Coastal Alabama Community College
- Type: Public community college
- Established: 2017
- Parent institution: Alabama Community College System
- Chancellor: Jimmy H. Baker
- President: Aaron Milner
- Faculty: 443 (2021)
- Students: 6,653 (2021)
- Location: Atmore, Bay Minette, Brewton, Fairhope, Foley, Gilbertown, Gulf Shores, Mobile, Monroeville and Thomasville, Alabama, United States 30°51′N 87°47′W﻿ / ﻿30.85°N 87.78°W
- Mascot: Coyotes
- Website: www.coastalalabama.edu

= Coastal Alabama Community College =

Public college in southern Alabama, US

Coastal Alabama Community College (also known as Coastal Alabama Community College – South) is a public community college with campuses in southern Alabama.
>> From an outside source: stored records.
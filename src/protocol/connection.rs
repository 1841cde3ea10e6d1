//! # Connection State Machine
//!
//! One `ConnectionState` per captured session. It owns a reassembly buffer for
//! each direction, runs every complete packet through the classifier, and
//! applies the result:
//!
//! ```text
//! AwaitingHandshake -> AwaitingQuery <-> AwaitingResult
//! ```
//!
//! There is no terminal state while the connection is open. Close is handled
//! by the registry, which abandons any query still awaiting its result.

use std::time::{Duration, SystemTime};

use tracing::{debug, trace, warn};

use crate::config::ParserConfig;
use crate::core::packet::Packet;
use crate::core::reassembly::ReassemblyBuffer;
use crate::error::{constants, ProtocolError};
use crate::protocol::classifier::{classify, Classification, ClassifierView, ResultPhase};
use crate::protocol::command::Command;
use crate::protocol::dispatcher::Dispatcher;
use crate::protocol::identity::{ConnectionIdentity, Direction, Origin};
use crate::protocol::query::{LastExecutedQueryInfo, QueryResult, QueryStatus};
use crate::replay::ReplayHandle;
use crate::utils::metrics::EventKind;

/// Where a connection stands in the request/response cycle
#[derive(Debug, Clone, Copy, Default, PartialEq, Eq, Hash)]
pub enum ConnectionPhase {
    /// Nothing seen from the client yet
    #[default]
    AwaitingHandshake,
    /// Resting state between queries
    AwaitingQuery,
    /// A query was dispatched and its result is still arriving
    AwaitingResult,
}

/// Per-connection parser state
#[derive(Debug)]
pub struct ConnectionState {
    identity: ConnectionIdentity,
    current_origin: Origin,
    phase: ConnectionPhase,
    result_phase: ResultPhase,
    client_buffer: ReassemblyBuffer,
    server_buffer: ReassemblyBuffer,
    handshake_from_client: bool,
    was_query: bool,
    eof_count: usize,
    sent_rows_count: u64,
    column_count: u64,
    columns_seen: u64,
    pending_result: QueryResult,
    last_executed_query_info: LastExecutedQueryInfo,
    eof_markers_per_result: u8,
    buffer_limit: Option<usize>,
    last_capture_ts: Duration,
    closed: bool,
}

impl ConnectionState {
    pub fn new(identity: ConnectionIdentity, config: &ParserConfig) -> Self {
        Self {
            identity,
            current_origin: Origin::Undefined,
            phase: ConnectionPhase::AwaitingHandshake,
            result_phase: ResultPhase::Header,
            client_buffer: ReassemblyBuffer::new(),
            server_buffer: ReassemblyBuffer::new(),
            handshake_from_client: false,
            was_query: false,
            eof_count: 0,
            sent_rows_count: 0,
            column_count: 0,
            columns_seen: 0,
            pending_result: QueryResult::default(),
            last_executed_query_info: LastExecutedQueryInfo::default(),
            eof_markers_per_result: config.markers_per_result(),
            buffer_limit: config.buffer_limit(),
            last_capture_ts: Duration::ZERO,
            closed: false,
        }
    }

    /// Feed captured bytes travelling in `direction` and act on every packet
    /// they complete.
    ///
    /// Bytes for one direction must arrive in capture order.
    pub fn process_bytes(
        &mut self,
        direction: Direction,
        ts: Duration,
        bytes: &[u8],
        dispatcher: &Dispatcher,
    ) {
        self.last_capture_ts = ts;
        let origin = direction.origin();
        self.buffer_mut(direction).extend(bytes);

        while let Some(packet) = self.buffer_mut(direction).next_packet() {
            dispatcher.record(EventKind::PacketParsed, self.identity, ts);
            let classification = classify(&packet, origin, &self.view());
            trace!(
                key = self.identity.correlation_key(),
                seq = packet.sequence_id(),
                len = packet.len(),
                kind = ?classification.kind(),
                "Classified packet"
            );
            self.apply(classification, &packet, origin, ts, dispatcher);
        }

        self.enforce_buffer_limit(direction, ts, dispatcher);
    }

    fn apply(
        &mut self,
        classification: Classification,
        packet: &Packet,
        origin: Origin,
        ts: Duration,
        dispatcher: &Dispatcher,
    ) {
        match classification {
            Classification::Handshake { from_client } => {
                if from_client {
                    self.client_spoke();
                }
                dispatcher.record(EventKind::UnknownPacket, self.identity, ts);
            }
            Classification::Query(query) => {
                self.client_spoke();
                dispatcher.dispatch_query(ts, query, self);
            }
            Classification::Command(command) => {
                self.client_spoke();
                if self.phase == ConnectionPhase::AwaitingResult {
                    warn!(
                        key = self.identity.correlation_key(),
                        %command,
                        "Command arrived before the previous result completed"
                    );
                    dispatcher.abandon_in_flight(ts, self, EventKind::UnexpectedOrigin);
                }
                if let Command::Other(byte) = command {
                    debug!(
                        key = self.identity.correlation_key(),
                        "{}",
                        ProtocolError::UnknownCommand(byte)
                    );
                } else {
                    debug!(key = self.identity.correlation_key(), %command, "Ignoring non-query command");
                }
                self.was_query = false;
                self.current_origin = Origin::Server;
                dispatcher.record(EventKind::UnknownPacket, self.identity, ts);
            }
            Classification::Continuation | Classification::Unsolicited => {
                dispatcher.record(EventKind::UnknownPacket, self.identity, ts);
            }
            Classification::ResultHeader { column_count } => {
                self.column_count = column_count;
                self.columns_seen = 0;
                self.pending_result.column_count = column_count;
                self.result_phase = ResultPhase::Columns;
            }
            Classification::ColumnDefinition { last } => {
                self.columns_seen += 1;
                if last {
                    self.result_phase = ResultPhase::Rows;
                }
            }
            Classification::Row => {
                self.sent_rows_count += 1;
            }
            Classification::EndOfResult { warnings, completes } => {
                self.eof_count += 1;
                if completes {
                    self.pending_result.rows_sent = self.sent_rows_count;
                    self.pending_result.warning_count = warnings;
                    dispatcher.dispatch_result(ts, self);
                } else {
                    self.result_phase = ResultPhase::Rows;
                }
            }
            Classification::LocalInfileRequest => {
                debug!(key = self.identity.correlation_key(), "Server requested LOCAL INFILE");
            }
            Classification::Ok(ok) => {
                self.pending_result.rows_affected = ok.affected_rows;
                self.pending_result.insert_id = ok.insert_id;
                self.pending_result.warning_count = ok.warnings;
                dispatcher.dispatch_result(ts, self);
            }
            Classification::Error { code } => {
                self.pending_result.error_code = Some(code);
                self.pending_result.rows_sent = self.sent_rows_count;
                dispatcher.dispatch_result(ts, self);
            }
            Classification::Malformed(reason) => {
                let err = ProtocolError::MalformedPacket(reason.to_string());
                warn!(
                    key = self.identity.correlation_key(),
                    seq = packet.sequence_id(),
                    len = packet.len(),
                    ?origin,
                    "{err}"
                );
                if origin == Origin::Server && self.phase == ConnectionPhase::AwaitingResult {
                    dispatcher.abandon_in_flight(ts, self, EventKind::MalformedPacket);
                } else {
                    dispatcher.record(EventKind::MalformedPacket, self.identity, ts);
                }
            }
        }
    }

    /// Any client packet proves the login exchange is behind us
    fn client_spoke(&mut self) {
        self.handshake_from_client = true;
        if self.phase == ConnectionPhase::AwaitingHandshake {
            self.phase = ConnectionPhase::AwaitingQuery;
            self.current_origin = Origin::Client;
        }
    }

    fn enforce_buffer_limit(&mut self, direction: Direction, ts: Duration, dispatcher: &Dispatcher) {
        let Some(limit) = self.buffer_limit else {
            return;
        };
        let buffered = self.buffer_mut(direction).buffered_len();
        if buffered <= limit {
            return;
        }

        warn!(
            key = self.identity.correlation_key(),
            ?direction,
            buffered,
            limit,
            "{}",
            constants::ERR_STALLED_BUFFER
        );
        self.buffer_mut(direction).clear();
        dispatcher.record(EventKind::MalformedPacket, self.identity, ts);
    }

    fn buffer_mut(&mut self, direction: Direction) -> &mut ReassemblyBuffer {
        match direction {
            Direction::ClientToServer => &mut self.client_buffer,
            Direction::ServerToClient => &mut self.server_buffer,
        }
    }

    /// Read-only state the classifier consults
    pub fn view(&self) -> ClassifierView {
        ClassifierView {
            handshake_from_client: self.handshake_from_client,
            was_query: self.was_query,
            result_phase: self.result_phase,
            eof_count: self.eof_count,
            column_count: self.column_count,
            columns_seen: self.columns_seen,
            eof_markers_per_result: self.eof_markers_per_result,
        }
    }

    /// Start tracking a freshly dispatched query
    pub(crate) fn begin_query(&mut self, query: String, ts: Duration) {
        self.last_executed_query_info = LastExecutedQueryInfo::started(query, ts);
        self.pending_result = QueryResult::default();
        self.eof_count = 0;
        self.sent_rows_count = 0;
        self.column_count = 0;
        self.columns_seen = 0;
        self.result_phase = ResultPhase::Header;
        self.was_query = true;
        self.phase = ConnectionPhase::AwaitingResult;
        self.current_origin = Origin::Server;
    }

    pub(crate) fn attach_replay_handle(&mut self, handle: ReplayHandle) {
        self.last_executed_query_info.replay_handle = Some(handle);
    }

    /// Close the in-flight query with the result accumulated so far
    pub(crate) fn finish_query(&mut self, ts: Duration) -> &LastExecutedQueryInfo {
        self.settle(ts, QueryStatus::Completed);
        &self.last_executed_query_info
    }

    /// Give up on the in-flight query; it is never retried
    pub(crate) fn abandon_query(&mut self, ts: Duration) -> &LastExecutedQueryInfo {
        self.pending_result.rows_sent = self.sent_rows_count;
        self.settle(ts, QueryStatus::Incomplete);
        &self.last_executed_query_info
    }

    fn settle(&mut self, ts: Duration, status: QueryStatus) {
        let info = &mut self.last_executed_query_info;
        info.result = std::mem::take(&mut self.pending_result);
        info.end_capture_ts = ts;
        info.end_wall_ts = Some(SystemTime::now());
        info.status = status;

        self.was_query = false;
        self.result_phase = ResultPhase::Header;
        self.phase = ConnectionPhase::AwaitingQuery;
        self.current_origin = Origin::Client;
    }

    /// Set by the registry once teardown has run; a closed state takes no more bytes
    pub(crate) fn mark_closed(&mut self) {
        self.closed = true;
    }

    pub fn is_closed(&self) -> bool {
        self.closed
    }

    pub fn identity(&self) -> ConnectionIdentity {
        self.identity
    }

    pub fn phase(&self) -> ConnectionPhase {
        self.phase
    }

    pub fn result_phase(&self) -> ResultPhase {
        self.result_phase
    }

    pub fn current_origin(&self) -> Origin {
        self.current_origin
    }

    pub fn handshake_from_client(&self) -> bool {
        self.handshake_from_client
    }

    pub fn was_query(&self) -> bool {
        self.was_query
    }

    pub fn eof_count(&self) -> usize {
        self.eof_count
    }

    pub fn sent_rows_count(&self) -> u64 {
        self.sent_rows_count
    }

    /// A partial packet is pending in either direction
    pub fn fragmented(&self) -> bool {
        self.client_buffer.fragmented() || self.server_buffer.fragmented()
    }

    pub fn last_executed_query_info(&self) -> &LastExecutedQueryInfo {
        &self.last_executed_query_info
    }

    /// Capture timestamp of the most recent delivery
    pub fn last_capture_ts(&self) -> Duration {
        self.last_capture_ts
    }

    /// Bytes held back waiting for the rest of a packet
    pub fn buffered_len(&self, direction: Direction) -> usize {
        match direction {
            Direction::ClientToServer => self.client_buffer.buffered_len(),
            Direction::ServerToClient => self.server_buffer.buffered_len(),
        }
    }
}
Coastal Alabama was formed in 2017 through the consolidation of Alabama Southern Community College, Faulkner State Community College, and Jefferson Davis Community College.

== History ==
Coastal Alabama Community College was established in 2017 by the merging of three community colleges: Alabama Southern, Faulkner State, and Jefferson Davis.

== Accreditation ==
The college is accredited by the Commission on Colleges of the Southern Association of Colleges and Schools to award three different types of Associate degrees: Associate of Arts (AA), Associate in Science (AS), and Associate in Applied Science (AAS) degrees.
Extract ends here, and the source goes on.